DAILY INTERFERON THERAPY FOR HEPATITIS C VIRUS INFECTION IN LIVER TRANSPLANT RECIPIENTS

Abstract

Hepatitis C virus infection persists after liver transplantation and causes recurrent liver injury in the majority of patients. Standard dose interferon therapy has been largely unsuccessful for hepatitis C in transplant recipients. Twelve patients, at least 7 months posttransplant, with detectable hepatitis C virus RNA in serum and features of hepatitis C on liver biopsy were randomized to interferon-α2a, 3 mU daily for 12 months (n=8) or no treatment (n=4).

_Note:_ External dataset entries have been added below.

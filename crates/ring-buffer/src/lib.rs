//! Lock-Free Ring Buffer
//!
//! Provides a fixed-capacity SPSC ring buffer for serial receive paths. An
//! interrupt (or a task standing in for one) pushes bytes through a
//! [`Producer`] while the polling loop pulls complete lines out through a
//! [`Consumer`].

mod buffer;
mod error;
mod line;
mod split;

pub use buffer::RingBuffer;
pub use error::BufferError;
pub use line::is_terminator;
pub use split::{Consumer, Producer};

/// Byte ring sized for a modem receive channel
pub type ByteRing<const S: usize> = RingBuffer<u8, S>;
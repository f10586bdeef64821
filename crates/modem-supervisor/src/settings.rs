//! Supervisor settings
//!
//! Layered with the `config` crate: built-in defaults, then an optional TOML
//! file, then `MODEM__`-prefixed environment variables
//! (`MODEM__SESSION__GPRS_ENABLED=true`).

use config::builder::DefaultState;
use config::{Config, ConfigBuilder, ConfigError, Environment, File, FileFormat};
use modem_protocol::{HandshakeConfig, LinkConfig, ModemConfig, PowerConfig, SessionConfig};
use serde::{Deserialize, Serialize};
use std::path::Path;
use std::time::Duration;

/// Prefix of environment overrides
pub const ENV_PREFIX: &str = "MODEM";

/// What the supervisor does when the session fails
#[derive(Debug, Clone, PartialEq, Eq, Serialize, Deserialize)]
#[serde(tag = "mode", rename_all = "snake_case")]
pub enum RecoveryPolicy {
    /// Report the error and exit
    Halt,
    /// Power-cycle and start again, giving up after `max_restarts`
    /// consecutive failed starts
    Restart { max_restarts: u32, backoff_ms: u64 },
}

impl Default for RecoveryPolicy {
    fn default() -> Self {
        RecoveryPolicy::Restart {
            max_restarts: 5,
            backoff_ms: 5000,
        }
    }
}

impl RecoveryPolicy {
    pub fn backoff(&self) -> Option<Duration> {
        match self {
            RecoveryPolicy::Halt => None,
            RecoveryPolicy::Restart { backoff_ms, .. } => Some(Duration::from_millis(*backoff_ms)),
        }
    }
}

#[derive(Debug, Clone, Serialize, Deserialize)]
#[serde(default)]
pub struct LoggingSettings {
    /// `trace`, `debug`, `info`, `warn` or `error`
    pub level: String,
    /// Emit JSON lines instead of plain text
    pub json: bool,
}

impl Default for LoggingSettings {
    fn default() -> Self {
        Self {
            level: "info".to_string(),
            json: false,
        }
    }
}

#[derive(Debug, Clone, Serialize, Deserialize)]
#[serde(default)]
pub struct Settings {
    /// Serial device carrying AT traffic
    pub device: String,
    /// Serial adapter whose DTR/DSR lines drive the power key and status pin
    pub control_device: String,
    /// Forward stdin lines to the modem
    pub passthrough: bool,
    pub power: PowerConfig,
    pub handshake: HandshakeConfig,
    pub link: LinkConfig,
    pub session: SessionConfig,
    pub recovery: RecoveryPolicy,
    pub logging: LoggingSettings,
}

impl Default for Settings {
    fn default() -> Self {
        Self {
            device: "/dev/ttyUSB0".to_string(),
            control_device: "/dev/ttyUSB1".to_string(),
            passthrough: false,
            power: PowerConfig::default(),
            handshake: HandshakeConfig::default(),
            link: LinkConfig::default(),
            session: SessionConfig::default(),
            recovery: RecoveryPolicy::default(),
            logging: LoggingSettings::default(),
        }
    }
}

impl Settings {
    /// Load settings from `path` (skipped when missing) and the environment
    pub fn load(path: &Path) -> Result<Self, ConfigError> {
        Self::layered(Config::builder().add_source(File::from(path).format(FileFormat::Toml).required(false)))
    }

    /// Load settings from TOML text and the environment
    pub fn from_toml(text: &str) -> Result<Self, ConfigError> {
        Self::layered(Config::builder().add_source(File::from_str(text, FileFormat::Toml)))
    }

    fn layered(builder: ConfigBuilder<DefaultState>) -> Result<Self, ConfigError> {
        builder
            .add_source(
                Environment::with_prefix(ENV_PREFIX)
                    .prefix_separator("__")
                    .separator("__")
                    .try_parsing(true),
            )
            .build()?
            .try_deserialize()
    }

    /// Protocol configuration for the session
    pub fn modem_config(&self) -> ModemConfig {
        ModemConfig {
            power: self.power.clone(),
            handshake: self.handshake.clone(),
            link: self.link.clone(),
            session: self.session.clone(),
        }
    }
}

The tolerability of daily interferon dosing in liver transplant recipients was evaluated and effects on hepatitis C virus RNA level, quasispecies evolution, and liver histology were studied. Treated patients had an improvement in histological activity index at the end of therapy relative to controls (median reduction of 2 versus median increase of 1.5) (P =0.04). Four treated patients had a virological response (all bDNA negative, one qualitative polymerase chain reaction negative) compared with none of the untreated patients. Only two of six treated patients tested had evidence of quasispecies diversification on therapy. Seven of eight patients in the treatment group required dose reduction for fatigue and/or depression. They tolerated 1.5 mU of interferon-α2a daily. Two treated patients developed graft dysfunction, one of who had histological evidence of rejection and subsequent graft loss. Low daily doses of interferon were tolerated by liver transplant recipients and provided histological benefit without associated quasispecies diversification in most cases. These findings provide a rationale to study low dose daily or pegylated interferon maintenance therapy for the management of hepatitis C posttransplant.